Search the material below for the word "BranchRef" and copy every line in which it occurs.

(Provided records)

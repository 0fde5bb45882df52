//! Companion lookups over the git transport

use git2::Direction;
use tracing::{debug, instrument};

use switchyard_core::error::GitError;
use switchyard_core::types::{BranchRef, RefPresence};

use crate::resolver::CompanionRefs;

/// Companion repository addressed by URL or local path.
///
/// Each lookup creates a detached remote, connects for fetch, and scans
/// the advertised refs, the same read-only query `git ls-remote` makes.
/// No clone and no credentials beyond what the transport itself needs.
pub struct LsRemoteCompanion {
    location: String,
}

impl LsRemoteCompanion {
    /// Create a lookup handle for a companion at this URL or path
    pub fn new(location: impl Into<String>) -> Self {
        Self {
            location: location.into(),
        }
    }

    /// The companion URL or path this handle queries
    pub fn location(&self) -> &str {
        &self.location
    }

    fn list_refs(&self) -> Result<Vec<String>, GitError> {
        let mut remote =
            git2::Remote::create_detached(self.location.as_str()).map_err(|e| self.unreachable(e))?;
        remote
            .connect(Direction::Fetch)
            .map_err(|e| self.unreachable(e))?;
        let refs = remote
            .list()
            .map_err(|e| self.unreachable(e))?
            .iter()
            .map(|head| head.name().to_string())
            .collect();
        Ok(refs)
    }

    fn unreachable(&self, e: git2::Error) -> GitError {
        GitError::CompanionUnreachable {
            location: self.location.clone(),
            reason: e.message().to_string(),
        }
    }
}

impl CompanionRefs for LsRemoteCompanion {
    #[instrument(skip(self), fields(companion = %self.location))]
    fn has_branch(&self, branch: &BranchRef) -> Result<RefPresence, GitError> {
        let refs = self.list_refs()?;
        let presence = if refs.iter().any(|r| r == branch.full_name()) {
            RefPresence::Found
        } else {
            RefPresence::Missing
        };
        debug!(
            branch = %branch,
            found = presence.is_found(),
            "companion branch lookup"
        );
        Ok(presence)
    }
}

(End Provided records)
(Provided records)

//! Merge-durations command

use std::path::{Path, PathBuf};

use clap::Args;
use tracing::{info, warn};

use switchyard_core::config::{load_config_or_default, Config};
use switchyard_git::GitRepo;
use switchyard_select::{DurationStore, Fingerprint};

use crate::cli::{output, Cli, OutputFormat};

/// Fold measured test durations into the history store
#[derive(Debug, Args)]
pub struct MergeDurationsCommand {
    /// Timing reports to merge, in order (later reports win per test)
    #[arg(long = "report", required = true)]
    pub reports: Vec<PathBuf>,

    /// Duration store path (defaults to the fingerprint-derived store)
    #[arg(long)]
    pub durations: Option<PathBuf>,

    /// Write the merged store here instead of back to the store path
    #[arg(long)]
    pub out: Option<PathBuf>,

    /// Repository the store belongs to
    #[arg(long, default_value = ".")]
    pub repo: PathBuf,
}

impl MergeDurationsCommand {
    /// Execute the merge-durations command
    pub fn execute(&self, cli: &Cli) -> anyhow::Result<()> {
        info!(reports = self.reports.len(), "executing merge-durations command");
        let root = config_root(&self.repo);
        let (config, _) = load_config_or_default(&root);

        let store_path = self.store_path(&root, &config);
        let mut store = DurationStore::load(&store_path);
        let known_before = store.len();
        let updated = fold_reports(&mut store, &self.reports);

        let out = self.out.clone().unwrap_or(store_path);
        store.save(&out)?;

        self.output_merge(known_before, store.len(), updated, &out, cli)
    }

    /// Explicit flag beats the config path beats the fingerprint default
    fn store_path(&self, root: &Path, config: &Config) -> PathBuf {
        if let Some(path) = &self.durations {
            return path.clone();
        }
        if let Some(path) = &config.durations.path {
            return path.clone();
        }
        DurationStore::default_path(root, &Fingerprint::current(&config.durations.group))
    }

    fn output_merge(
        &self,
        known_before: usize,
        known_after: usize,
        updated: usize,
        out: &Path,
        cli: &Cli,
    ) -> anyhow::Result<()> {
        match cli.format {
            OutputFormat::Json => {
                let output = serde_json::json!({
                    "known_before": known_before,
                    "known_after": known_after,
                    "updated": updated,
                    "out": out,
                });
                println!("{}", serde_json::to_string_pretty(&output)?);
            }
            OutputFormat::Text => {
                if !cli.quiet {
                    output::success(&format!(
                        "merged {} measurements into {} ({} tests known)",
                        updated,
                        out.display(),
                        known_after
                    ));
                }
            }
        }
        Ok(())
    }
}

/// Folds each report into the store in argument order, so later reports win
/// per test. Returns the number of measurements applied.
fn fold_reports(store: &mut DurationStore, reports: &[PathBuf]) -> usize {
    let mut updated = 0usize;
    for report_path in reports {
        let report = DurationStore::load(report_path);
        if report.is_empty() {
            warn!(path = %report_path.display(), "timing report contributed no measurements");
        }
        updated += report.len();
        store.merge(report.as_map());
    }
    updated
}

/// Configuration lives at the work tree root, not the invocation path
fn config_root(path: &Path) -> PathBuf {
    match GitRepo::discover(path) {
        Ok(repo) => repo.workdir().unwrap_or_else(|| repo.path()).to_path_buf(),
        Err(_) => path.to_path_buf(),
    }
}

(End Provided records)

__Response area__:
use switchyard_core::types::{BranchRef, RefPresence};
    fn has_branch(&self, branch: &BranchRef) -> Result<RefPresence, GitError> {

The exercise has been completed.